**ASSIGNMENT**
Count only the lines of the records that hold "String", then give the number without any other words.
(Beginning of DATA LISTING)
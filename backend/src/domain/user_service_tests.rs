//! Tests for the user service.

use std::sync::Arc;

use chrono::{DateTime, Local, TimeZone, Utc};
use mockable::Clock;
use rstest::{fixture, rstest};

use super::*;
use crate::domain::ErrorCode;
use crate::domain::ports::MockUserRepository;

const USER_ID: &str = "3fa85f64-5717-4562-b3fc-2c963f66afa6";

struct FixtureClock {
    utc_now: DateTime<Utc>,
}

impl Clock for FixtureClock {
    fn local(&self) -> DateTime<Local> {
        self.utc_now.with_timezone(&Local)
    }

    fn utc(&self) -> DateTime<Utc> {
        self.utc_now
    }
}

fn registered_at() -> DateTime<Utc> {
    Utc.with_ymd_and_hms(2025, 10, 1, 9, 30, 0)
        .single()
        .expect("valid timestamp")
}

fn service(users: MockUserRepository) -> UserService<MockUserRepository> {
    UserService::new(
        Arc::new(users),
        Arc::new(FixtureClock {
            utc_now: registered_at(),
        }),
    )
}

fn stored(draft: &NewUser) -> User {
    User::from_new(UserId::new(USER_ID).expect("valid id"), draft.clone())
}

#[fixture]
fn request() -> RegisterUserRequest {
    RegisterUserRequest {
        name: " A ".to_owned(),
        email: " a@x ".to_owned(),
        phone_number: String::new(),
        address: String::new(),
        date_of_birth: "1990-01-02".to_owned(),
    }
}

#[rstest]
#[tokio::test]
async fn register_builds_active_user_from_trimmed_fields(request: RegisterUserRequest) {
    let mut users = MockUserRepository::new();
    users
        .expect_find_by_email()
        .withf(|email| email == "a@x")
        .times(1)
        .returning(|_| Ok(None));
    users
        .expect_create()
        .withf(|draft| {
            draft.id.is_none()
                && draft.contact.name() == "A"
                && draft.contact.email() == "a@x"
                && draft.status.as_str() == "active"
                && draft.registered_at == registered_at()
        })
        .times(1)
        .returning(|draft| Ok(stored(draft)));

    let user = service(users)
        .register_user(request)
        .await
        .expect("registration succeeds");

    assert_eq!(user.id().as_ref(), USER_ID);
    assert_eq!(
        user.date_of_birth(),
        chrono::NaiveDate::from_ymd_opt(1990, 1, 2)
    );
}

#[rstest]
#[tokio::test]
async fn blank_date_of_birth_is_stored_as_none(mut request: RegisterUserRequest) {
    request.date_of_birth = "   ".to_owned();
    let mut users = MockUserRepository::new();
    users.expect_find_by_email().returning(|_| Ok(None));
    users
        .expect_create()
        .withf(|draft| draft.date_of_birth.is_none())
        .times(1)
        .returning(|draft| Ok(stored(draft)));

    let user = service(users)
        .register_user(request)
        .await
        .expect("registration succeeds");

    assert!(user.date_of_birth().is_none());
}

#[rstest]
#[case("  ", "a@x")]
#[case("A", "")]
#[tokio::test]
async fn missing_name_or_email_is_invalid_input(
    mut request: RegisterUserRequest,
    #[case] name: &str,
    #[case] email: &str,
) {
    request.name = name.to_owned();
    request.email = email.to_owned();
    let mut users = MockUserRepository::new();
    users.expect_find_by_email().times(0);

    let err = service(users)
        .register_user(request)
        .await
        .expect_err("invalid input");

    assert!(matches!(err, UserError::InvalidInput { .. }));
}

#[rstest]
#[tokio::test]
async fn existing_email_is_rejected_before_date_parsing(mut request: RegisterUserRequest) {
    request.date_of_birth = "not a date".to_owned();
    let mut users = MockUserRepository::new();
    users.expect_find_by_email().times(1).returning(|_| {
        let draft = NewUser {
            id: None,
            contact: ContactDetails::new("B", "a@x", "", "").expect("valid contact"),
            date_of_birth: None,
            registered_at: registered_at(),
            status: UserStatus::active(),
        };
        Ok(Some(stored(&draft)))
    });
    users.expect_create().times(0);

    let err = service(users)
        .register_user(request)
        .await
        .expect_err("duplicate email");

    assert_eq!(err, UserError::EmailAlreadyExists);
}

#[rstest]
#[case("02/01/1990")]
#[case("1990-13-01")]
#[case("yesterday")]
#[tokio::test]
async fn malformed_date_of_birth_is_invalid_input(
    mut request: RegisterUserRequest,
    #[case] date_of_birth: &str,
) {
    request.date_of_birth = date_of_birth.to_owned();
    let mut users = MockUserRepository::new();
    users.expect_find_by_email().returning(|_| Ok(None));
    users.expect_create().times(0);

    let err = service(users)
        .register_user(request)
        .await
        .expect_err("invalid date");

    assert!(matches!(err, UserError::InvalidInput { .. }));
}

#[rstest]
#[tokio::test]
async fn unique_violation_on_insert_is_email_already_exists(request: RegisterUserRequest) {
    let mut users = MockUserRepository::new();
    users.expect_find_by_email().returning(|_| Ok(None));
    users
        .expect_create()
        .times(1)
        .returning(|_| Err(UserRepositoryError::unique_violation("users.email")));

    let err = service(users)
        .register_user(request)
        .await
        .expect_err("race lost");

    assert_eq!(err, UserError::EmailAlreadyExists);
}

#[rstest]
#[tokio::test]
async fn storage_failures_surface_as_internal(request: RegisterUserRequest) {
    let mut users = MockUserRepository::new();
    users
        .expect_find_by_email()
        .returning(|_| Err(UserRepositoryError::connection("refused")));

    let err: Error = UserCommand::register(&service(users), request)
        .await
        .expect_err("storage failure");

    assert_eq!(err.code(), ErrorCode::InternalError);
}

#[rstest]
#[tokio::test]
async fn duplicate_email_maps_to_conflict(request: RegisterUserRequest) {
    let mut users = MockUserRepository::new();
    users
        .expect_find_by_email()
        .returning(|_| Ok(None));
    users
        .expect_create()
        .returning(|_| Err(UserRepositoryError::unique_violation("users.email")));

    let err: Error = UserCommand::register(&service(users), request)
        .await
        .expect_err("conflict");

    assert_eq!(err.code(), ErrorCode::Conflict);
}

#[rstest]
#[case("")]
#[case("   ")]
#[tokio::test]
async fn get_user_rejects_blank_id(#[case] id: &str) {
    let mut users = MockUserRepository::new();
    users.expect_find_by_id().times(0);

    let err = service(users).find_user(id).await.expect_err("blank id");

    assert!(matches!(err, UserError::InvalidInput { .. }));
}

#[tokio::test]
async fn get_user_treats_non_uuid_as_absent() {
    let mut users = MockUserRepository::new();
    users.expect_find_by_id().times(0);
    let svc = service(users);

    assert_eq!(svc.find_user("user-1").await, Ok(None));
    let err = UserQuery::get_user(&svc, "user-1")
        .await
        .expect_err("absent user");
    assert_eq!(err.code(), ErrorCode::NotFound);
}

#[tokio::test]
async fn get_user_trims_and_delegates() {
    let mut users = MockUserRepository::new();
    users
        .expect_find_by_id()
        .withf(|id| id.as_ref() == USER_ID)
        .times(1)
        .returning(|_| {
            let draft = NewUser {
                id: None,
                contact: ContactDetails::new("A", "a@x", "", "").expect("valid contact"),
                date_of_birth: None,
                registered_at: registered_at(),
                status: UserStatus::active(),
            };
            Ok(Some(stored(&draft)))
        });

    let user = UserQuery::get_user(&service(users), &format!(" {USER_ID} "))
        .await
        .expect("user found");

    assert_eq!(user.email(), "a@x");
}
(End of DATA LISTING)
**SOLUTION TO THE EXERCISE**
2